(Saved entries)
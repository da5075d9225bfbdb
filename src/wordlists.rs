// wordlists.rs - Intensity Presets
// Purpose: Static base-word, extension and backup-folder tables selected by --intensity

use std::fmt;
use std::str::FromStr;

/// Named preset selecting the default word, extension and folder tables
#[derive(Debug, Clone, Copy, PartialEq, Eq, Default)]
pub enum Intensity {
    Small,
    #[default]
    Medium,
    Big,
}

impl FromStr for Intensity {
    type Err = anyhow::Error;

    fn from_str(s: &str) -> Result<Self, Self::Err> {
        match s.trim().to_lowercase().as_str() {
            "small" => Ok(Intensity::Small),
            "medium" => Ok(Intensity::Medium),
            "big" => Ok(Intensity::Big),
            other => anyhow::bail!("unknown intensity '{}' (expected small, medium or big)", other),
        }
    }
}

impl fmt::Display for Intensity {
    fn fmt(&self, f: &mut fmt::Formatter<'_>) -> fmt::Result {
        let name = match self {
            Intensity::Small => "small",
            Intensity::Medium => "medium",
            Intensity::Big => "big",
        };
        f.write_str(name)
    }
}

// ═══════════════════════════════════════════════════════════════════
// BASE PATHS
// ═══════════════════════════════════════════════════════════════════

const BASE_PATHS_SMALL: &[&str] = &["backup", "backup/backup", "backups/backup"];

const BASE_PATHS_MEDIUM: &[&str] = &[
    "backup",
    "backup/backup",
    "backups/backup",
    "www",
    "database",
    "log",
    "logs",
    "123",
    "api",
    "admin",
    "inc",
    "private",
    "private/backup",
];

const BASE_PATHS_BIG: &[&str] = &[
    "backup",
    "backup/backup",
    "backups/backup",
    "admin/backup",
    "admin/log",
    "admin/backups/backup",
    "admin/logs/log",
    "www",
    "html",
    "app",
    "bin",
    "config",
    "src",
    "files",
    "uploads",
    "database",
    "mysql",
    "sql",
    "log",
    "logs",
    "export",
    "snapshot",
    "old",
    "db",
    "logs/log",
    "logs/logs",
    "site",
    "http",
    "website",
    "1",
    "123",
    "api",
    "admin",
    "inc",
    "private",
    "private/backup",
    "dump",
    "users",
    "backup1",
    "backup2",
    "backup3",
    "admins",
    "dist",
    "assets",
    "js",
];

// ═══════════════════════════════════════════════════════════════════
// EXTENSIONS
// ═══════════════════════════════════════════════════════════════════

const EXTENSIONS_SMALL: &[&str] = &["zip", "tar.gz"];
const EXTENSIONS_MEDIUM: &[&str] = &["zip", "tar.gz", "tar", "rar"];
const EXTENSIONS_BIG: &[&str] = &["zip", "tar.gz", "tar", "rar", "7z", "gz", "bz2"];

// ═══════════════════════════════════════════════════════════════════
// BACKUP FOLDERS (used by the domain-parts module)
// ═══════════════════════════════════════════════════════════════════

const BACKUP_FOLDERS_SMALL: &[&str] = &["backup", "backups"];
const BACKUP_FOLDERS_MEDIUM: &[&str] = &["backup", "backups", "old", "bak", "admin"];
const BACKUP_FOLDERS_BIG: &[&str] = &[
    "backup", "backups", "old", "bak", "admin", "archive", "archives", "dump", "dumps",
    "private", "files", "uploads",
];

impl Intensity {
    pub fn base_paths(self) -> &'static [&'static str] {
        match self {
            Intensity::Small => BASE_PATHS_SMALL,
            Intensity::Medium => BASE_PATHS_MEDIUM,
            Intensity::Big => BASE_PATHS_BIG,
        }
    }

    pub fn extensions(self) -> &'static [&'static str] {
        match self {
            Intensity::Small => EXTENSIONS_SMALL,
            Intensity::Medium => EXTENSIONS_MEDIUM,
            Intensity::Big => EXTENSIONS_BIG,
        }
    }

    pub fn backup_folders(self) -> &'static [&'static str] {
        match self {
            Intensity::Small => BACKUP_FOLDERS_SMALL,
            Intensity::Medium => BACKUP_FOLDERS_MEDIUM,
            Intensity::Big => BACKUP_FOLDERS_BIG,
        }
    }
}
---
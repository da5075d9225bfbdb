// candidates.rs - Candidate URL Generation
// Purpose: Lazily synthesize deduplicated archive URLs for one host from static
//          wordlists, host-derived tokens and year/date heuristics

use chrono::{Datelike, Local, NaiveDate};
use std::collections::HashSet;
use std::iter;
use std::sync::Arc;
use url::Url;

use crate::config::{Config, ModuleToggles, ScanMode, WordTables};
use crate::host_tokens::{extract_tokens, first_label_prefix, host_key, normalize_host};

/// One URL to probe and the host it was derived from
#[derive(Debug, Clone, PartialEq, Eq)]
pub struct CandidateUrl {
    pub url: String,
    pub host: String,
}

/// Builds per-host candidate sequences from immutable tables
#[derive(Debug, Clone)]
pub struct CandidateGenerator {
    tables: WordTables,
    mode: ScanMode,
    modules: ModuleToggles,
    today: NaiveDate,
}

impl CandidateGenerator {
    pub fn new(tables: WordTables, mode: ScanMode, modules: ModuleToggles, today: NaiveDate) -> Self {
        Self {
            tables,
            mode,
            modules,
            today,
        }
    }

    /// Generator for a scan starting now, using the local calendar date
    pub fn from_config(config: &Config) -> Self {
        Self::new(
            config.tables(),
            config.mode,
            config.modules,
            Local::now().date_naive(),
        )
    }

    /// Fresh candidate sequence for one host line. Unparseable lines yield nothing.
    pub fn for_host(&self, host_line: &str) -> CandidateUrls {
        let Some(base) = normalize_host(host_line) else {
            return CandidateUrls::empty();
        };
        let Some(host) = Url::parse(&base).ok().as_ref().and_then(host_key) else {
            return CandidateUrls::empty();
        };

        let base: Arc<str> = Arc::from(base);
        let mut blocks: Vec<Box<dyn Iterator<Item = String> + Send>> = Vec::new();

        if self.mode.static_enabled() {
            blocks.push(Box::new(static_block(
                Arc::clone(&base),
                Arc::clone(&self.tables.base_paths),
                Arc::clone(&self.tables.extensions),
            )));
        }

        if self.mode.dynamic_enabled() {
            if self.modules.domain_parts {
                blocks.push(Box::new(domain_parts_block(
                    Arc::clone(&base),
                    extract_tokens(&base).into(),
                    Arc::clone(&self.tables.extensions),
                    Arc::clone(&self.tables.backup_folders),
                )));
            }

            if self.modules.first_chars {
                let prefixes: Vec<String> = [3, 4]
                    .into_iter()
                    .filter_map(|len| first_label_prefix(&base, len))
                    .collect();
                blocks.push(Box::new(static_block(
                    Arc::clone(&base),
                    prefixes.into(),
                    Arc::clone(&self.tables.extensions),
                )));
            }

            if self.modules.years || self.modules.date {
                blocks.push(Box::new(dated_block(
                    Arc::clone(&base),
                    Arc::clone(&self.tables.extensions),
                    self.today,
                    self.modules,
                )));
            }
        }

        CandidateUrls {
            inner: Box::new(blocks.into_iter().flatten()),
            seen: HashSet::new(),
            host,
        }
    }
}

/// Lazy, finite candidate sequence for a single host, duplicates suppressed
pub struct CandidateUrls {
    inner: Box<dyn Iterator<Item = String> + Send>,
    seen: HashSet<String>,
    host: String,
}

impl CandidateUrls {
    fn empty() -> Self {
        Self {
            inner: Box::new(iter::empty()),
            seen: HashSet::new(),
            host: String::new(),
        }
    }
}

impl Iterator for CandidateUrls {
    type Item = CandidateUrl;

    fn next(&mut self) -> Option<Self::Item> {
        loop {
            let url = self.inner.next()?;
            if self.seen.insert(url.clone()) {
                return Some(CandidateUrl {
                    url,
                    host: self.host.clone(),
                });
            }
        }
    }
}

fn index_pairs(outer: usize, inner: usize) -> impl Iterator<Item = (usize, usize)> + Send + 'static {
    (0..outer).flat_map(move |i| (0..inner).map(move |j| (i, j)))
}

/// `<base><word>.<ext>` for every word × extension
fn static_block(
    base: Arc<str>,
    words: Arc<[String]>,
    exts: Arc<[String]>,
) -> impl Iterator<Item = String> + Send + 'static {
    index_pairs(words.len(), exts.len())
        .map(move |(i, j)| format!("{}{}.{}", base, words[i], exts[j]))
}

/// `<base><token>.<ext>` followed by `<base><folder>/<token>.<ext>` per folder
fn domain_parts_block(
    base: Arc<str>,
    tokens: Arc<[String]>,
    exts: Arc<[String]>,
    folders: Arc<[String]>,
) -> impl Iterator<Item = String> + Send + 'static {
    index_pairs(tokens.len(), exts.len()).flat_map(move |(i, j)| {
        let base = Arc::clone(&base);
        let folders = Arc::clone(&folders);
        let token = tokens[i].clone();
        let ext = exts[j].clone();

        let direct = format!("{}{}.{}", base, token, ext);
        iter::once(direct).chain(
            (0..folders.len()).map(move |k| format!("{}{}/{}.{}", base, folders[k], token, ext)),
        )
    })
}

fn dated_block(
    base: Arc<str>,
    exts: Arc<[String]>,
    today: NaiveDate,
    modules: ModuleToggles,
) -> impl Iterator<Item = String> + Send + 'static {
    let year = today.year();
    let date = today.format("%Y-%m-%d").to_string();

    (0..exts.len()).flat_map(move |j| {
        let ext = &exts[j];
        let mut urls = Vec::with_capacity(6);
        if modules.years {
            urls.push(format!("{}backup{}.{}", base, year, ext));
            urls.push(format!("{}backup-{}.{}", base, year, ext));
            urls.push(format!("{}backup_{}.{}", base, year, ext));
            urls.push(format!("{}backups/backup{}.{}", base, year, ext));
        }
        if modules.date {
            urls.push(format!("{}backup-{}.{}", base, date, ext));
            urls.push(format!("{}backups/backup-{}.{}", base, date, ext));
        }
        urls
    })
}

WHAT TO WORK ON:
Every line above carrying the word "words" needs to be shown.

TASK RESPONSE:
    words: Arc<[String]>,
    index_pairs(words.len(), exts.len())
        .map(move |(i, j)| format!("{}{}.{}", base, words[i], exts[j]))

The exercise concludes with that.